-- What the task requires --
Take every line containing "MessageContext" out of the records.

Collected data
>>

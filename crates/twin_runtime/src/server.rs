//! The route endpoint.
//!
//! A node serves forwarded events on `twin.proxy.route.<name>`. Each request
//! is handled on its own task: the event is rebuilt from the request, routed
//! through the local [`Proxy`], and the outcome is sent back as a
//! [`RouteResponse`].

use std::sync::Arc;

use futures::StreamExt;
use tracing::{debug, error, info, warn};

use twin_net::messages::{RouteRequest, RouteResponse};
use twin_net::{NatsConnection, NetError, subjects};

use crate::event::Event;
use crate::proxy::Proxy;

pub struct RouteServer {
    conn: NatsConnection,
    proxy: Arc<Proxy>,
}

impl RouteServer {
    #[must_use]
    pub fn new(conn: NatsConnection, proxy: Arc<Proxy>) -> Self {
        Self { conn, proxy }
    }

    /// Serve until the subscription closes.
    ///
    /// # Errors
    ///
    /// Returns [`NetError::Subscribe`] if the subscription fails.
    pub async fn run(self) -> Result<(), NetError> {
        let name = self.proxy.local().name.clone();
        let subject = subjects::proxy_route(&name);
        let mut sub = self
            .conn
            .queue_subscribe(&subject, &subjects::queue_group(&name))
            .await?;
        info!(subject = %subject, "route server ready");

        while let Some(msg) = sub.next().await {
            let proxy = Arc::clone(&self.proxy);
            let conn = self.conn.clone();
            tokio::spawn(async move {
                let response = match twin_net::decode::<RouteRequest>(&msg.payload) {
                    Ok(request) => handle_request(&proxy, request).await,
                    Err(e) => {
                        warn!(%e, "malformed route request");
                        RouteResponse::error(format!("malformed route request: {e}"))
                    }
                };
                if let Some(reply) = msg.reply
                    && let Err(e) = conn.publish(reply.as_str(), &response).await
                {
                    error!(%e, "failed to publish route reply");
                }
            });
        }

        info!(subject = %subject, "route server stopped");
        Ok(())
    }
}

/// Route one forwarded request and describe the outcome.
pub async fn handle_request(proxy: &Proxy, request: RouteRequest) -> RouteResponse {
    let event = Event::from_request(request);
    match proxy.route_message(&event).await {
        Ok(()) => {
            debug!(event_id = event.id(), "forwarded event handled");
            RouteResponse::ok()
        }
        Err(e) => {
            warn!(event_id = event.id(), error = %e, "forwarded event failed");
            RouteResponse::error(e.to_string())
        }
    }
}

#[cfg(test)]
mod tests {
    use std::collections::BTreeMap;
    use std::sync::Mutex;

    use async_trait::async_trait;
    use twin_net::messages::ServiceInfo;

    use super::*;
    use crate::client::{Connector, ProxyClient};
    use crate::config::RuntimeConfig;
    use crate::event::{ENTITY_ID, MessageContext};
    use crate::placement::HashPlacement;
    use crate::state::StateManager;

    struct NoDial;

    #[async_trait]
    impl Connector for NoDial {
        async fn connect(&self, service: &ServiceInfo) -> Result<Arc<dyn ProxyClient>, NetError> {
            Err(NetError::NoResponders(service.name.clone()))
        }
    }

    #[derive(Default)]
    struct Recorder(Mutex<Vec<String>>);

    #[async_trait]
    impl StateManager for Recorder {
        async fn handle_message(&self, ctx: MessageContext) -> anyhow::Result<()> {
            self.0.lock().unwrap().push(ctx.entity_id);
            Ok(())
        }
    }

    fn local_proxy(state: Arc<Recorder>) -> Proxy {
        let config = RuntimeConfig::new("node-a");
        let placement = Arc::new(HashPlacement::new("node-a", Vec::<String>::new()));
        Proxy::new(&config, placement, Arc::new(NoDial), state)
    }

    #[tokio::test]
    async fn test_handle_request_delivers_locally() {
        let state = Arc::new(Recorder::default());
        let proxy = local_proxy(Arc::clone(&state));
        let request = RouteRequest {
            header: BTreeMap::from([(ENTITY_ID.to_string(), "device123".to_string())]),
            data: br#"{"temp":1}"#.to_vec(),
        };
        let response = handle_request(&proxy, request).await;
        assert!(response.is_ok());
        assert_eq!(*state.0.lock().unwrap(), ["device123"]);
    }

    #[tokio::test]
    async fn test_handle_request_reports_errors() {
        let proxy = local_proxy(Arc::new(Recorder::default()));
        let response = handle_request(&proxy, RouteRequest::default()).await;
        assert_eq!(
            response.error.as_deref(),
            Some("event has no entityid attribute")
        );
    }
}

<<

-- Result of the task --
    use crate::event::{ENTITY_ID, MessageContext};
        async fn handle_message(&self, ctx: MessageContext) -> anyhow::Result<()> {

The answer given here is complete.